TASK TO COMPLETE.
Reproduce precisely the lines of the listing below, starting with the line that contains "accent: &str, now: i64)" and stopping after the line that contains "let baseline = BalanceBaseline"; include nothing else.

STORED DATA.
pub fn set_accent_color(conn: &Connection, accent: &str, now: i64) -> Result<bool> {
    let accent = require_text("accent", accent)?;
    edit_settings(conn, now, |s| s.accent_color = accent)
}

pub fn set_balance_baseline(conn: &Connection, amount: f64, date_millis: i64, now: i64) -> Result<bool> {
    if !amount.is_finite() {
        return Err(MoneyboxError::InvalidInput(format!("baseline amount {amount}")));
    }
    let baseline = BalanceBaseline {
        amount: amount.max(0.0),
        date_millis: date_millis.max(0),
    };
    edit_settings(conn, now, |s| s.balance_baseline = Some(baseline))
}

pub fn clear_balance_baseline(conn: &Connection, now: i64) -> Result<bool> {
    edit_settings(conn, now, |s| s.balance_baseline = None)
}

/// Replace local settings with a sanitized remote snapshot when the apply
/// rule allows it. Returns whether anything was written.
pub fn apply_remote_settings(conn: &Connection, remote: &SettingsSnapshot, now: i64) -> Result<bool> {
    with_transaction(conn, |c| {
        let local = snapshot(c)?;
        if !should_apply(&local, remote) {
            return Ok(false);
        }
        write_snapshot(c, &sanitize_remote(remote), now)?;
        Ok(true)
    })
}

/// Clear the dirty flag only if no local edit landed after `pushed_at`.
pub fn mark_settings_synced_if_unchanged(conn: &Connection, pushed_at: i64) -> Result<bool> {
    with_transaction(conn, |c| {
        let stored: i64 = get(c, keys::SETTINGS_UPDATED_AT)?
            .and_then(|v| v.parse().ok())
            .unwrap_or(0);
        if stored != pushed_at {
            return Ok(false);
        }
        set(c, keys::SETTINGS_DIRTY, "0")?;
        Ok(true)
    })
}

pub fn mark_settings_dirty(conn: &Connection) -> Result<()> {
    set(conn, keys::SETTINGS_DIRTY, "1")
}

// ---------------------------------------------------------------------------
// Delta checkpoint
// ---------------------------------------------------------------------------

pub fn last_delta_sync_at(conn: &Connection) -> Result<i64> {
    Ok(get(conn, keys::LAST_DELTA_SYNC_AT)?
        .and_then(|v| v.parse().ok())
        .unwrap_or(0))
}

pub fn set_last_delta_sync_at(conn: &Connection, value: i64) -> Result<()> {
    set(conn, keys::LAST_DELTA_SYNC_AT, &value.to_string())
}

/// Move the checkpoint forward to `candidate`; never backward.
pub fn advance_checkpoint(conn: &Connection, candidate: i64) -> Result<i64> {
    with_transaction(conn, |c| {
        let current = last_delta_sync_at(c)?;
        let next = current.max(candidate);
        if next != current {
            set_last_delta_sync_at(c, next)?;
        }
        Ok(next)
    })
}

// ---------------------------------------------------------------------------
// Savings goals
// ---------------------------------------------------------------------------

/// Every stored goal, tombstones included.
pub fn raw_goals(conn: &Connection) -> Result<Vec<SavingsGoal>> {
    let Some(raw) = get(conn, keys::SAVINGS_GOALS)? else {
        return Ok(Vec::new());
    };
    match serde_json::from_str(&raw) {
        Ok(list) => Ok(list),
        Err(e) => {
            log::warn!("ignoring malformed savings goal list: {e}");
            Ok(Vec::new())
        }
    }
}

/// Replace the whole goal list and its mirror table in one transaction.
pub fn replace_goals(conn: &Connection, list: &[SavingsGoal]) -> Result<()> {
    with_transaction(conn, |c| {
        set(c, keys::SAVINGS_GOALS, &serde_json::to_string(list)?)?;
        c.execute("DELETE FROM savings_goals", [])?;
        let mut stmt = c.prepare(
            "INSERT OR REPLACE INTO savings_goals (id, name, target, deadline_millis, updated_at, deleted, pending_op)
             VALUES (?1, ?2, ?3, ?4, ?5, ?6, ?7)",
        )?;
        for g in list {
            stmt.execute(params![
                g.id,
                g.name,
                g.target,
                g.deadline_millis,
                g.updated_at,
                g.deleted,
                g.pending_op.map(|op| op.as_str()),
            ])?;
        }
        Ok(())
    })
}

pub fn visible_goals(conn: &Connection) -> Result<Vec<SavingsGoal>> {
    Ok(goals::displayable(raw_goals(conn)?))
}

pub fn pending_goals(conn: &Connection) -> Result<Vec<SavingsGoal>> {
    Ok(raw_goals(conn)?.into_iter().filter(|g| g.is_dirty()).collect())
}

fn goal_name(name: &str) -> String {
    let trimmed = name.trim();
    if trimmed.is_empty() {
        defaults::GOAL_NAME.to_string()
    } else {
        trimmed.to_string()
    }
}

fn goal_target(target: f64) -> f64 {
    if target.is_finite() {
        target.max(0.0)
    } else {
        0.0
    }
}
==
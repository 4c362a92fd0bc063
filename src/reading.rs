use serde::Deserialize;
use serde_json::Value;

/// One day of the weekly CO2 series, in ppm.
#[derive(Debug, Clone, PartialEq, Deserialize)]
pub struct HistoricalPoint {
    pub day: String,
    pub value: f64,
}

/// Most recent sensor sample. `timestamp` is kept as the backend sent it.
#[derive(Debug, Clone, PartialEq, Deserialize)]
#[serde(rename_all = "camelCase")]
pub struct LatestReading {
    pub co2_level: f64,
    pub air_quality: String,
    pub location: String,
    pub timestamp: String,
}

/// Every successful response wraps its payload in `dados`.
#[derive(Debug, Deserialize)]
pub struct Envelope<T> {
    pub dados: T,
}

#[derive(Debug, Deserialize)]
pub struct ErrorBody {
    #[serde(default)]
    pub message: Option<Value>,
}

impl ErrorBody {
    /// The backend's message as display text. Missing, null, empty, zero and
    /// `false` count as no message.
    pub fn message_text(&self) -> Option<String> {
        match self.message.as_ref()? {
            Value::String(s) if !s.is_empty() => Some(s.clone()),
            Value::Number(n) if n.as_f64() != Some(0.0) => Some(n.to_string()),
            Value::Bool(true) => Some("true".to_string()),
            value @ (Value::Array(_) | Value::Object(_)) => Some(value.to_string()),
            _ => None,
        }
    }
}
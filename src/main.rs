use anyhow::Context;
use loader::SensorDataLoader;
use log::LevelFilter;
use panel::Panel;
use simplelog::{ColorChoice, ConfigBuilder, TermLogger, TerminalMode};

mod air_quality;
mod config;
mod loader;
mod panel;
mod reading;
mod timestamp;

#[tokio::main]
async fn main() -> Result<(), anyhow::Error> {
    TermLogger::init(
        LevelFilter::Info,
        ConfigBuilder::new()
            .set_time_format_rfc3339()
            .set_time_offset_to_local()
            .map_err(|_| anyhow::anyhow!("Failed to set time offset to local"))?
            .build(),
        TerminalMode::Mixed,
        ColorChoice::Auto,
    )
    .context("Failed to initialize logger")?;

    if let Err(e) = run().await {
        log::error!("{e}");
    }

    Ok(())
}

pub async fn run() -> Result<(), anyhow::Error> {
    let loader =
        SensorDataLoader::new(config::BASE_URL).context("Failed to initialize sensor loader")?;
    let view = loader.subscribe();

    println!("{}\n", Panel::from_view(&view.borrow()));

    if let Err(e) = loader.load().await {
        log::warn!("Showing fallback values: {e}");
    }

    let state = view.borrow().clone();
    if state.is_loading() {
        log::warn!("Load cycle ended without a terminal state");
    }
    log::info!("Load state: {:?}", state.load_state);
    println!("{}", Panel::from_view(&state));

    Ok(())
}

THE ANSWER.
pub fn set_accent_color(conn: &Connection, accent: &str, now: i64) -> Result<bool> {
    let accent = require_text("accent", accent)?;
    edit_settings(conn, now, |s| s.accent_color = accent)
}

pub fn set_balance_baseline(conn: &Connection, amount: f64, date_millis: i64, now: i64) -> Result<bool> {
    if !amount.is_finite() {
        return Err(MoneyboxError::InvalidInput(format!("baseline amount {amount}")));
    }
    let baseline = BalanceBaseline {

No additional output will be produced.